> WORK INSTRUCTIONS: Your reply should contain every record, restated word for word.
================
// SPDX-License-Identifier: BUSL-1.1
// Copyright (c) 2026 Alfred Jean LLC

//! Wire-format event types shared by sessions, command runs, and transports.
//!
//! Events are a closed sum type internally and serialize to tagged JSON only
//! at the transport boundary.  Field casing on the wire is part of the client
//! contract: run metadata is snake_case, per-turn cost/duration and the
//! permanence flag are camelCase.

use serde::{Deserialize, Serialize};

/// Events produced by the agent runner and the session/connection layers.
#[derive(Debug, Clone, PartialEq, Serialize, Deserialize)]
#[serde(tag = "type", rename_all = "snake_case")]
pub enum AgentEvent {
    /// The SDK disclosed its session ID (at most once per rekey).
    SessionId {
        #[serde(rename = "sessionId")]
        session_id: String,
    },
    /// A chunk of assistant text.
    Text { chunk: String },
    /// The assistant invoked a tool.
    ToolUse { name: String, input: serde_json::Value },
    /// Assistant thinking content.
    Thinking { content: String },
    /// The SDK requested a mid-turn user decision.
    AskUserQuestion {
        question_id: String,
        questions: Vec<serde_json::Value>,
        timeout_seconds: u64,
    },
    /// A pending user question expired.
    AskUserTimeout { question_id: String, error: String },
    /// Terminal: the turn finished.
    Complete {
        status: String,
        #[serde(rename = "costUsd", skip_serializing_if = "Option::is_none")]
        cost_usd: Option<f64>,
        #[serde(rename = "durationMs", skip_serializing_if = "Option::is_none")]
        duration_ms: Option<u64>,
    },
    /// Terminal when `is_permanent` is set: the turn failed.
    Error {
        error: String,
        #[serde(rename = "isPermanent", skip_serializing_if = "Option::is_none")]
        is_permanent: Option<bool>,
    },
    /// First frame on a WebSocket connection.
    Connected {
        #[serde(rename = "connectionId")]
        connection_id: String,
        #[serde(rename = "sessionId", skip_serializing_if = "Option::is_none")]
        session_id: Option<String>,
    },
    /// Session summary sent immediately after `connected`.
    SessionStatus {
        buffered_count: usize,
        completed_at: Option<String>,
        last_activity: String,
        last_event_type: Option<String>,
        is_processing: bool,
        waiting_for_user: bool,
        pending_question_id: Option<String>,
    },
    /// Another client attached; the receiving socket must treat itself closed.
    SessionTaken,
}

impl AgentEvent {
    /// The wire tag for this event.
    pub fn event_type(&self) -> &'static str {
        match self {
            Self::SessionId { .. } => "session_id",
            Self::Text { .. } => "text",
            Self::ToolUse { .. } => "tool_use",
            Self::Thinking { .. } => "thinking",
            Self::AskUserQuestion { .. } => "ask_user_question",
            Self::AskUserTimeout { .. } => "ask_user_timeout",
            Self::Complete { .. } => "complete",
            Self::Error { .. } => "error",
            Self::Connected { .. } => "connected",
            Self::SessionStatus { .. } => "session_status",
            Self::SessionTaken => "session_taken",
        }
    }

    /// Whether this event ends a turn.
    pub fn is_terminal(&self) -> bool {
        matches!(
            self,
            Self::Complete { .. } | Self::Error { is_permanent: Some(true), .. }
        )
    }
}

#[cfg(test)]
#[path = "events_tests.rs"]
mod tests;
================
> RESPONSE TO THE TASK:
// SPDX-License-Identifier: BUSL-1.1
// Copyright (c) 2026 Alfred Jean LLC

//! Wire-format event types shared by sessions, command runs, and transports.
//!
//! Events are a closed sum type internally and serialize to tagged JSON only
//! at the transport boundary.  Field casing on the wire is part of the client
//! contract: run metadata is snake_case, per-turn cost/duration and the
//! permanence flag are camelCase.

use serde::{Deserialize, Serialize};

/// Events produced by the agent runner and the session/connection layers.
#[derive(Debug, Clone, PartialEq, Serialize, Deserialize)]
#[serde(tag = "type", rename_all = "snake_case")]
pub enum AgentEvent {
    /// The SDK disclosed its session ID (at most once per rekey).
    SessionId {
        #[serde(rename = "sessionId")]
        session_id: String,
    },
    /// A chunk of assistant text.
    Text { chunk: String },
    /// The assistant invoked a tool.
    ToolUse { name: String, input: serde_json::Value },
    /// Assistant thinking content.
    Thinking { content: String },
    /// The SDK requested a mid-turn user decision.
    AskUserQuestion {
        question_id: String,
        questions: Vec<serde_json::Value>,
        timeout_seconds: u64,
    },
    /// A pending user question expired.
    AskUserTimeout { question_id: String, error: String },
    /// Terminal: the turn finished.
    Complete {
        status: String,
        #[serde(rename = "costUsd", skip_serializing_if = "Option::is_none")]
        cost_usd: Option<f64>,
        #[serde(rename = "durationMs", skip_serializing_if = "Option::is_none")]
        duration_ms: Option<u64>,
    },
    /// Terminal when `is_permanent` is set: the turn failed.
    Error {
        error: String,
        #[serde(rename = "isPermanent", skip_serializing_if = "Option::is_none")]
        is_permanent: Option<bool>,
    },
    /// First frame on a WebSocket connection.
    Connected {
        #[serde(rename = "connectionId")]
        connection_id: String,
        #[serde(rename = "sessionId", skip_serializing_if = "Option::is_none")]
        session_id: Option<String>,
    },
    /// Session summary sent immediately after `connected`.
    SessionStatus {
        buffered_count: usize,
        completed_at: Option<String>,
        last_activity: String,
        last_event_type: Option<String>,
        is_processing: bool,
        waiting_for_user: bool,
        pending_question_id: Option<String>,
    },
    /// Another client attached; the receiving socket must treat itself closed.
    SessionTaken,
}

impl AgentEvent {
    /// The wire tag for this event.
    pub fn event_type(&self) -> &'static str {
        match self {
            Self::SessionId { .. } => "session_id",
            Self::Text { .. } => "text",
            Self::ToolUse { .. } => "tool_use",
            Self::Thinking { .. } => "thinking",
            Self::AskUserQuestion { .. } => "ask_user_question",
            Self::AskUserTimeout { .. } => "ask_user_timeout",
            Self::Complete { .. } => "complete",
            Self::Error { .. } => "error",
            Self::Connected { .. } => "connected",
            Self::SessionStatus { .. } => "session_status",
            Self::SessionTaken => "session_taken",
        }
    }

    /// Whether this event ends a turn.
    pub fn is_terminal(&self) -> bool {
        matches!(
            self,
            Self::Complete { .. } | Self::Error { is_permanent: Some(true), .. }
        )
    }
}

#[cfg(test)]
#[path = "events_tests.rs"]
mod tests;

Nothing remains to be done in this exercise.